A veces hay que saber ponerse en el lugar del niño y disculparlo cuando las circunstancias son estresantes o difíciles para él. A menudo obligamos a nuestros hijos a vivir sometidos a nuestras prisas: tienen que despertar a una hora muy temprana, a veces poco natural y posiblemente contraria a sus propios relojes biológicos; deben vestirse y desayunar a toda prisa, obedecer las sirenas del patio del colegio y soportar todo el día la cantinela del “venga, venga”..., “tengo prisa”..., “no hay tiempo”... Lógicamente a menudo deben frustrarse con nuestra vida apresurada. También hay que distinguir entre los casos de mal comportamiento que requieren disciplina y aquellos otros que se dan de forma puntual en determinadas edades y que pasan por sí solos sin que haga falta intervenir. Está, por ejemplo, el caso del niño de 12 años que discute constantemente con el adulto.

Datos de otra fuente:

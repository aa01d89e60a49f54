//! Scheduler-provider field remap registry (spec §4.2).
//!
//! Two tables per scheduler: a generic table applied to every provider, and
//! a provider-specific table applied only when the active provider matches.
//! Remapping happens in both directions: inbound template/request fields are
//! renamed to internal names before processing, and the reverse mapping is
//! used at the wire boundary to render external shapes back out.

use std::collections::HashMap;
use std::sync::OnceLock;

/// `external_name -> internal_name` for one (scheduler, provider) pair.
pub struct RemapTable {
    forward: HashMap<&'static str, &'static str>,
}

impl RemapTable {
    fn new(pairs: &[(&'static str, &'static str)]) -> Self {
        Self {
            forward: pairs.iter().copied().collect(),
        }
    }

    pub fn rename(&self, external_key: &str) -> Option<&'static str> {
        self.forward.get(external_key).copied()
    }

    /// The reverse direction, used to render internal records back to the
    /// scheduler's wire shape (spec §8's round-trip law).
    pub fn reverse(&self, internal_key: &str) -> Option<&'static str> {
        self.forward
            .iter()
            .find(|(_, internal)| **internal == internal_key)
            .map(|(external, _)| *external)
    }
}

fn hostfactory_generic() -> &'static RemapTable {
    static TABLE: OnceLock<RemapTable> = OnceLock::new();
    TABLE.get_or_init(|| {
        RemapTable::new(&[
            ("templateId", "template_id"),
            ("vmType", "instance_type"),
            ("vmTypes", "instance_types"),
            ("subnetId", "subnet_ids"),
            ("maxNumber", "max_instances"),
            ("priceType", "price_type"),
            ("instanceTags", "tags"),
        ])
    })
}

fn hostfactory_aws() -> &'static RemapTable {
    static TABLE: OnceLock<RemapTable> = OnceLock::new();
    TABLE.get_or_init(|| {
        RemapTable::new(&[
            ("vmTypesOnDemand", "instance_types_ondemand"),
            ("percentOnDemand", "percent_on_demand"),
            ("fleetRole", "fleet_role"),
        ])
    })
}

/// Look up the internal name for an external field, checking the
/// provider-specific table first, falling back to the generic table (spec
/// §4.2: "generic table... and a provider-specific table... applied when
/// the active provider matches").
pub fn rename_field(scheduler: &str, provider_api: &str, external_key: &str) -> Option<&'static str> {
    if scheduler != "hostfactory" {
        return None;
    }
    if provider_api == "aws" {
        if let Some(renamed) = hostfactory_aws().rename(external_key) {
            return Some(renamed);
        }
    }
    hostfactory_generic().rename(external_key)
}

pub fn reverse_field(scheduler: &str, provider_api: &str, internal_key: &str) -> Option<&'static str> {
    if scheduler != "hostfactory" {
        return None;
    }
    if provider_api == "aws" {
        if let Some(external) = hostfactory_aws().reverse(internal_key) {
            return Some(external);
        }
    }
    hostfactory_generic().reverse(internal_key)
}

/// Apply the renaming + value-shape transforms described in spec §4.2 to a
/// raw external JSON object, producing an internal-name keyed object.
///
/// Transforms applied after renaming: scalar subnet -> list; tag string
/// `k1=v1;k2=v2` -> map. The `instance_types`-derives-`instance_type`
/// invariant is enforced later, in [`crate::domain::template::Template::build`].
pub fn remap_object(
    scheduler: &str,
    provider_api: &str,
    external: &serde_json::Map<String, serde_json::Value>,
) -> serde_json::Map<String, serde_json::Value> {
    let mut internal = serde_json::Map::new();

    for (key, value) in external {
        let internal_key = rename_field(scheduler, provider_api, key).unwrap_or(key.as_str());
        let transformed = match internal_key {
            "subnet_ids" => normalize_to_list(value),
            "tags" => normalize_tag_string(value),
            _ => value.clone(),
        };
        internal.insert(internal_key.to_string(), transformed);
    }

    internal
}

fn normalize_to_list(value: &serde_json::Value) -> serde_json::Value {
    match value {
        serde_json::Value::Array(_) => value.clone(),
        serde_json::Value::Null => serde_json::Value::Array(vec![]),
        other => serde_json::Value::Array(vec![other.clone()]),
    }
}

fn normalize_tag_string(value: &serde_json::Value) -> serde_json::Value {
    let Some(s) = value.as_str() else {
        return value.clone();
    };
    let mut map = serde_json::Map::new();
    for pair in s.split(';').filter(|p| !p.is_empty()) {
        if let Some((k, v)) = pair.split_once('=') {
            map.insert(k.to_string(), serde_json::Value::String(v.to_string()));
        }
    }
    serde_json::Value::Object(map)
}

#[cfg(test)]
mod tests {
    use super::*;
    use serde_json::json;

    #[test]
    fn generic_fields_rename_for_any_provider() {
        assert_eq!(rename_field("hostfactory", "aws", "templateId"), Some("template_id"));
        assert_eq!(rename_field("hostfactory", "gcp", "templateId"), Some("template_id"));
    }

    #[test]
    fn aws_only_fields_do_not_rename_for_other_providers() {
        assert_eq!(rename_field("hostfactory", "aws", "fleetRole"), Some("fleet_role"));
        assert_eq!(rename_field("hostfactory", "gcp", "fleetRole"), None);
    }

    #[test]
    fn reverse_mapping_round_trips() {
        let external = "templateId";
        let internal = rename_field("hostfactory", "aws", external).unwrap();
        assert_eq!(reverse_field("hostfactory", "aws", internal), Some(external));
    }

    #[test]
    fn scalar_subnet_id_becomes_a_list() {
        let mut obj = serde_json::Map::new();
        obj.insert("subnetId".to_string(), json!("subnet-aaaa1111bbbb2222c"));
        let internal = remap_object("hostfactory", "aws", &obj);
        assert_eq!(internal["subnet_ids"], json!(["subnet-aaaa1111bbbb2222c"]));
    }

    #[test]
    fn tag_string_becomes_a_map() {
        let mut obj = serde_json::Map::new();
        obj.insert("instanceTags".to_string(), json!("k1=v1;k2=v2"));
        let internal = remap_object("hostfactory", "aws", &obj);
        assert_eq!(internal["tags"], json!({"k1": "v1", "k2": "v2"}));
    }
}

Su comportamiento es lógico, porque el preadolescente necesita utilizar y practicar su nueva capacidad verbal y medirse con el adulto. Se trata, dentro del respeto al contrincante, de una actitud sana. Otro caso típico es el del niño de 7 años que miente de vez en cuando. Si no se convierte en un hábito, no es grave: dígale claramente que no le cree en ese momento. Pudo mentir porque no le gusta una situación, por miedo o para medir sus fuerzas para comprobar si es capaz de engañar al adulto. Todas ellas son motivaciones normales si se dan de manera ocasional.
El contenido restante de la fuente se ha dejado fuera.